What protected me at first maybe … it was totally stupid … but when those two busted into Černá’s flat an Vohřecký tore open my shirt, right after I gave em the nod I’d slipped on some T-shirts, the ones Černá used to appraise with a screwing up of her left eye … in other words I was now draped in a remarkable jumble of cotton, reigned over by some reincarnation of I guess it was Travolta, underneath I had a matching set, SUPER DISCO, for one … all my hamburger-shack loot I’d yanked off the coat rack, plus a jacket of Černá’s she probly got from somebody else, I didn’t ask … and the boys followed me around the yard, I was afraid they were gonna do somethin to me … but they were just checkin me out … at first they wouldn’t let me near David, I tried … assuming She-Dog’d sent me to help him … and perhaps, though it might’ve been blasphemy on my part, to somehow atone for what I’d done … to her.

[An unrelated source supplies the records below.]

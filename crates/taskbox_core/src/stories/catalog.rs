//! Story definitions for task item and task list previews.

use crate::model::task::{Task, TaskId, TaskState};
use crate::view::actions::TaskActions;
use crate::view::task_item::{render_task_item, TaskItemView};
use crate::view::task_list::{render_task_list, TaskListProps, TaskListView};
use crate::view::text::{render_item_text, render_list_text};
use log::debug;
use std::error::Error;
use std::fmt::{Display, Formatter};

const TASK_COMPONENT: &str = "task";
const TASK_LIST_COMPONENT: &str = "task-list";

const LONG_TITLE: &str = "This task's name is absurdly large. In fact, I think if I keep \
going I might end up with content overflow. What will happen? The star that represents a \
pinned task could have text overlapping. The text could cut-off abruptly when it reaches the \
star. I hope not!";

#[derive(Debug, Clone, Copy, PartialEq, Eq, Hash)]
pub enum TaskStory {
    Default,
    Pinned,
    Archived,
    LongTitle,
}

#[derive(Debug, Clone, Copy, PartialEq, Eq, Hash)]
pub enum TaskListStory {
    Default,
    WithPinnedTasks,
    Loading,
    Empty,
}

/// Identifies one preview.
#[derive(Debug, Clone, Copy, PartialEq, Eq, Hash)]
pub enum StoryId {
    Task(TaskStory),
    TaskList(TaskListStory),
}

const ALL_STORIES: &[StoryId] = &[
    StoryId::Task(TaskStory::Default),
    StoryId::Task(TaskStory::Pinned),
    StoryId::Task(TaskStory::Archived),
    StoryId::Task(TaskStory::LongTitle),
    StoryId::TaskList(TaskListStory::Default),
    StoryId::TaskList(TaskListStory::WithPinnedTasks),
    StoryId::TaskList(TaskListStory::Loading),
    StoryId::TaskList(TaskListStory::Empty),
];

/// Returns every story in catalog order.
pub fn all_stories() -> &'static [StoryId] {
    ALL_STORIES
}

impl StoryId {
    pub fn component(self) -> &'static str {
        match self {
            Self::Task(_) => TASK_COMPONENT,
            Self::TaskList(_) => TASK_LIST_COMPONENT,
        }
    }

    pub fn name(self) -> &'static str {
        match self {
            Self::Task(TaskStory::Default) | Self::TaskList(TaskListStory::Default) => "default",
            Self::Task(TaskStory::Pinned) => "pinned",
            Self::Task(TaskStory::Archived) => "archived",
            Self::Task(TaskStory::LongTitle) => "long-title",
            Self::TaskList(TaskListStory::WithPinnedTasks) => "with-pinned-tasks",
            Self::TaskList(TaskListStory::Loading) => "loading",
            Self::TaskList(TaskListStory::Empty) => "empty",
        }
    }
}

impl Display for StoryId {
    fn fmt(&self, f: &mut Formatter<'_>) -> std::fmt::Result {
        write!(f, "{}/{}", self.component(), self.name())
    }
}

impl std::str::FromStr for StoryId {
    type Err = StoryError;

    fn from_str(s: &str) -> Result<Self, Self::Err> {
        parse_story_id(s)
    }
}

/// Parses `<component>/<story>`, e.g. `task-list/with-pinned-tasks`.
pub fn parse_story_id(value: &str) -> Result<StoryId, StoryError> {
    let normalized = value.trim();
    if normalized.is_empty() {
        return Err(StoryError::EmptyStoryId);
    }

    ALL_STORIES
        .iter()
        .copied()
        .find(|story| story.to_string() == normalized)
        .ok_or_else(|| StoryError::UnknownStory(normalized.to_string()))
}

#[derive(Debug, Clone, PartialEq, Eq)]
pub enum StoryError {
    EmptyStoryId,
    UnknownStory(String),
}

impl Display for StoryError {
    fn fmt(&self, f: &mut Formatter<'_>) -> std::fmt::Result {
        match self {
            Self::EmptyStoryId => write!(f, "story id must not be empty"),
            Self::UnknownStory(value) => write!(f, "unknown story: {value}"),
        }
    }
}

impl Error for StoryError {}

/// Inputs a story feeds to its component.
#[derive(Debug, Clone, PartialEq, Eq)]
pub enum StoryInput {
    Task(Task),
    TaskList { loading: bool, tasks: Vec<Task> },
}

/// Rendered story.
#[derive(Debug, Clone, PartialEq)]
pub enum StoryView {
    Task(TaskItemView),
    TaskList(TaskListView),
}

impl StoryView {
    pub fn to_text(&self) -> String {
        match self {
            Self::Task(item) => render_item_text(item),
            Self::TaskList(list) => render_list_text(list),
        }
    }
}

fn fixture(id: &'static str, title: &str, state: TaskState) -> Task {
    Task::new(TaskId::from_static(id), title).with_state(state)
}

fn default_task() -> Task {
    fixture("1", "Test Task", TaskState::Inbox)
}

fn default_tasks() -> Vec<Task> {
    [
        ("1", "Task 1"),
        ("2", "Task 2"),
        ("3", "Task 3"),
        ("4", "Task 4"),
        ("5", "Task 5"),
        ("6", "Task 6"),
    ]
    .into_iter()
    .map(|(id, title)| fixture(id, title, TaskState::Inbox))
    .collect()
}

/// Builds the inputs for `story`.
pub fn story_input(story: StoryId) -> StoryInput {
    match story {
        StoryId::Task(TaskStory::Default) => StoryInput::Task(default_task()),
        StoryId::Task(TaskStory::Pinned) => {
            StoryInput::Task(default_task().with_state(TaskState::Pinned))
        }
        StoryId::Task(TaskStory::Archived) => {
            StoryInput::Task(default_task().with_state(TaskState::Archived))
        }
        StoryId::Task(TaskStory::LongTitle) => {
            let mut task = default_task();
            task.title = LONG_TITLE.to_string();
            StoryInput::Task(task)
        }
        StoryId::TaskList(TaskListStory::Default) => StoryInput::TaskList {
            loading: false,
            tasks: default_tasks(),
        },
        StoryId::TaskList(TaskListStory::WithPinnedTasks) => {
            let mut tasks = default_tasks();
            tasks.truncate(5);
            tasks.push(fixture("6", "Task 6 (pinned)", TaskState::Pinned));
            StoryInput::TaskList {
                loading: false,
                tasks,
            }
        }
        StoryId::TaskList(TaskListStory::Loading) => StoryInput::TaskList {
            loading: true,
            tasks: Vec::new(),
        },
        StoryId::TaskList(TaskListStory::Empty) => StoryInput::TaskList {
            loading: false,
            tasks: Vec::new(),
        },
    }
}

/// Renders `story` with the given callbacks.
pub fn render_story(story: StoryId, actions: &TaskActions) -> StoryView {
    debug!("event=story_render module=stories story={story}");
    match story_input(story) {
        StoryInput::Task(task) => StoryView::Task(render_task_item(&task, actions)),
        StoryInput::TaskList { loading, tasks } => {
            let props = TaskListProps::new(&tasks, actions.clone()).loading(loading);
            StoryView::TaskList(render_task_list(&props))
        }
    }
}

#[cfg(test)]
mod tests {
    use super::{all_stories, parse_story_id, StoryError, StoryId, TaskListStory};

    #[test]
    fn every_story_id_round_trips_through_display() {
        for story in all_stories() {
            assert_eq!(
                parse_story_id(&story.to_string()).expect("catalog id parses"),
                *story
            );
        }
    }

    #[test]
    fn parses_trimmed_ids() {
        assert_eq!(
            parse_story_id("  task-list/with-pinned-tasks ").expect("parse"),
            StoryId::TaskList(TaskListStory::WithPinnedTasks)
        );
    }

    #[test]
    fn rejects_empty_and_unknown_ids() {
        assert_eq!(parse_story_id(""), Err(StoryError::EmptyStoryId));
        assert_eq!(
            parse_story_id("task/starred"),
            Err(StoryError::UnknownStory("task/starred".to_string()))
        );
    }
}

Where yew from, mistir? One stepped in my way … from Prague … they yelled, grabbed me, and dragged me in to their gramma … she got up and started talkin … I caught some … they thought Prague was going to send out its people to bring them back, all the best people live in Prague, they earnestly declared … big-hearted … rich and happy … an where’m I? I asked Abram, he was obviously the boys’ boss … Banatka, this here’s Banatka all arown, an Vladan Dragač, lord a thi barrow … Barrow? I wasn’t any wiser for asking … then the old man’s sharp voice rang through the yard and the boys’ siesta was over … I watched David walk away … most of the boys were pretty strapping, probly worked their tails off, and even if they didn’t know all the flimflams and treacheries I did, I wouldn’t’ve wanted to offend even the ones goin on fifteen … one of em was a hunchback though, started trailin behind me, yakkin away … I went out back to look in on the boys, it was pretty wild … they were tillin the field, but the way they were tillin, two on the plow, the third one urgin em on an steerin … they had a horse, but only one … what I gathered, he was for Abram, him or Kubik’d go for supplies … the little cripple kept scuttlin after me, tuggin at my jacket … I began to understand … he wanted to see my shirts, went totally nuts for this one heinous thing with the Eiffel Tower an Café Bitch, where I got it from I donno … I gave it to him … he didn’t trust me … put it on right away, it hung down to his knees, he dragged me off … somewhere, granary I guess, scurryin up the steps like a squirrel, flingin his little body around … then he shows me: Pssst! Drags me over behind the sacks, whips out a crate an scrabbles around, then hands me a book like it’s some kina sacrament, an old thing with photos of ancient Egypt, pyramids, camels, I had some acquaintance … then he whips out … a postcard of the Clock, the one in the Pearl, puts em both on the ground, Eiffel shirt in between, slaps the floor, an says: Speak! Not only that, but he said it totally normally … so I settled in on the sacks … Losín, pointing to him, Potok, pointing to myself.